#### Exercise inputs ####

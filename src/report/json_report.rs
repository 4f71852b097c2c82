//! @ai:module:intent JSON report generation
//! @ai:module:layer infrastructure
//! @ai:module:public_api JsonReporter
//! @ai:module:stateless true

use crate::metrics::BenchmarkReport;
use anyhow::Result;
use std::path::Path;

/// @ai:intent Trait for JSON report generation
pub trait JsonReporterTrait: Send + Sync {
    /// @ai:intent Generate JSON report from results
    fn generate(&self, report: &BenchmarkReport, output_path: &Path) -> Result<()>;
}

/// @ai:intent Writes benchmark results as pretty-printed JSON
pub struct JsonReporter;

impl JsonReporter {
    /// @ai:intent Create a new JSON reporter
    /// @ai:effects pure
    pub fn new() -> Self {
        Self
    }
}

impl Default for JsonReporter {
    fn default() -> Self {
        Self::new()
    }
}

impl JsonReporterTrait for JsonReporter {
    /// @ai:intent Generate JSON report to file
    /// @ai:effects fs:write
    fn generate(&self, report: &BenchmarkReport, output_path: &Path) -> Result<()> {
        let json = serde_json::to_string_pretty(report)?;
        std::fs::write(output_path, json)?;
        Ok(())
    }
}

####
#### Exercise inputs ####

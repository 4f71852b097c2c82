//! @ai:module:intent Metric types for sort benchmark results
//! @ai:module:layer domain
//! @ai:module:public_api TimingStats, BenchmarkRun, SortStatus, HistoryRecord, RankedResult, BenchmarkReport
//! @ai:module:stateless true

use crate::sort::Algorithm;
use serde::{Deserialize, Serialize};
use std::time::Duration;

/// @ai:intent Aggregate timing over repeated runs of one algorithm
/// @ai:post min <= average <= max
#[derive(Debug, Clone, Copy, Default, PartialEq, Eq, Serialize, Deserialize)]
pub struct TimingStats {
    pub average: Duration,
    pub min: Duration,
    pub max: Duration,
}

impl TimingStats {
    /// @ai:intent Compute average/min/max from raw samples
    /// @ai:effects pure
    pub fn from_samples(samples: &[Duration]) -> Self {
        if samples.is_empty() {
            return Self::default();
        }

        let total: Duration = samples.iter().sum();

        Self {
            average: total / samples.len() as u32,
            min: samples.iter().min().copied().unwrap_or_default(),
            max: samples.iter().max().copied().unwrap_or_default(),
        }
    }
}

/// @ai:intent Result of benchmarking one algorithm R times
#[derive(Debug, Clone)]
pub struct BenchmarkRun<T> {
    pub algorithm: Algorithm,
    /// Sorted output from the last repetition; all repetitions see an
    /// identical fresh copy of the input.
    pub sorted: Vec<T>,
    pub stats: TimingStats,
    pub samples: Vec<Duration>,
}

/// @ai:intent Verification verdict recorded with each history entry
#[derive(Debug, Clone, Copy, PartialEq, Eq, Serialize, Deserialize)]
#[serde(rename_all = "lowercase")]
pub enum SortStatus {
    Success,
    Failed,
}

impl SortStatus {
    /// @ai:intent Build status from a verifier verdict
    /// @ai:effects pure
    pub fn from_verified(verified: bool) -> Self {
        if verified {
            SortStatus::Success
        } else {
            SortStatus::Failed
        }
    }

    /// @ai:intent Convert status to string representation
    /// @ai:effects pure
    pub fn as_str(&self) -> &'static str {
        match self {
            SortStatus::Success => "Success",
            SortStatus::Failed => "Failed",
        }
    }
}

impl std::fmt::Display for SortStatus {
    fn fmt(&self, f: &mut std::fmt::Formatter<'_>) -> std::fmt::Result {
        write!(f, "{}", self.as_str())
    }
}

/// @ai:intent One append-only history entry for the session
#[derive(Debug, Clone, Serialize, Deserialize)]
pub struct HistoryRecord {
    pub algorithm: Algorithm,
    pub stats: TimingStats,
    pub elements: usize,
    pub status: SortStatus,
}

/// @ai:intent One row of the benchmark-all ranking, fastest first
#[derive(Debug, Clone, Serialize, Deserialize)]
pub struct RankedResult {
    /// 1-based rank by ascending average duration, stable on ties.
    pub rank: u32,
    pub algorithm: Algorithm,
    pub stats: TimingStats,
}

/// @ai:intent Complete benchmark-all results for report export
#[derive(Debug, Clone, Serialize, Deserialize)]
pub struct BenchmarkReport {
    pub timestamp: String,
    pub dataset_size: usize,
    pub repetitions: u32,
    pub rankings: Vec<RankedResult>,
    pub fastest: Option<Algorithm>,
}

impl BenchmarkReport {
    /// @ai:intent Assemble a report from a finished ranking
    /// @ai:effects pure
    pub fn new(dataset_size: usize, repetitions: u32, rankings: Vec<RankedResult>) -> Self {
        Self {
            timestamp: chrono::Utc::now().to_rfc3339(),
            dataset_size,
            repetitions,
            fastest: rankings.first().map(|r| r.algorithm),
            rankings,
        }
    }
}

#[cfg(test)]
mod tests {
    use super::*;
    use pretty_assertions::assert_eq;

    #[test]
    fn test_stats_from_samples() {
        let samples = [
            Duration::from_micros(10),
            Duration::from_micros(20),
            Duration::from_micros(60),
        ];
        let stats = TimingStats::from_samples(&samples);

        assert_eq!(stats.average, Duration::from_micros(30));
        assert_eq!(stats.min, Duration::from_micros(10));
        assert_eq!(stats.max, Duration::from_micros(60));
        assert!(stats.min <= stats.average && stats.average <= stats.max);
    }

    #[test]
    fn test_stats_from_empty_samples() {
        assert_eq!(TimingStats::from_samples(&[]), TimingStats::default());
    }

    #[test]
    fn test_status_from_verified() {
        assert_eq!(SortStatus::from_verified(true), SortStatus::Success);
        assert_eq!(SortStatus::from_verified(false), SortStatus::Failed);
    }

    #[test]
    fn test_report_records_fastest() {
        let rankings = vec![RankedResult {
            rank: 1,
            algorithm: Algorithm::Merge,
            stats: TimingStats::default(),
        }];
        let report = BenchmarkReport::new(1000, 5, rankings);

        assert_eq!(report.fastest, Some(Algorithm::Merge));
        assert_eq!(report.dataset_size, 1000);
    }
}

####
#### Exercise inputs ####

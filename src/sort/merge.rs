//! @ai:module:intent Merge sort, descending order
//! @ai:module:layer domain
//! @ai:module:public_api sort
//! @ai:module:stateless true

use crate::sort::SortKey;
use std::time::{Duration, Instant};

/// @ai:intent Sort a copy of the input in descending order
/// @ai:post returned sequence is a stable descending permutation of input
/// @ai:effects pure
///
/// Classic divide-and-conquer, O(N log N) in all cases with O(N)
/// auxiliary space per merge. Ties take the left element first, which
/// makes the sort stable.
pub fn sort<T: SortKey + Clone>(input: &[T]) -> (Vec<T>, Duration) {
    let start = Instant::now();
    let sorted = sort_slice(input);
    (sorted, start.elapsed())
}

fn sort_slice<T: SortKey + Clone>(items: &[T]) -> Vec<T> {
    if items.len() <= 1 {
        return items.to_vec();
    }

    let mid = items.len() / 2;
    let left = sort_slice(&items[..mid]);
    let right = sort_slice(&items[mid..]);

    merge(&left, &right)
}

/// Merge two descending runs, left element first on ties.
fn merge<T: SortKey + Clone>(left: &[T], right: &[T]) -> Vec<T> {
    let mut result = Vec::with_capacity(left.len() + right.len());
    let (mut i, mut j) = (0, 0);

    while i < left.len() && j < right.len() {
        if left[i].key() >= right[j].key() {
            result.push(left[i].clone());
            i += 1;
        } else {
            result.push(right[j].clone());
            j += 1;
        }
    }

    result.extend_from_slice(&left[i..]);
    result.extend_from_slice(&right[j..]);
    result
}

####

## [Instructions for the task]
Tally up the lines holding the string "timestamp" in this listing, and report the total alone.

## [Solution below]
2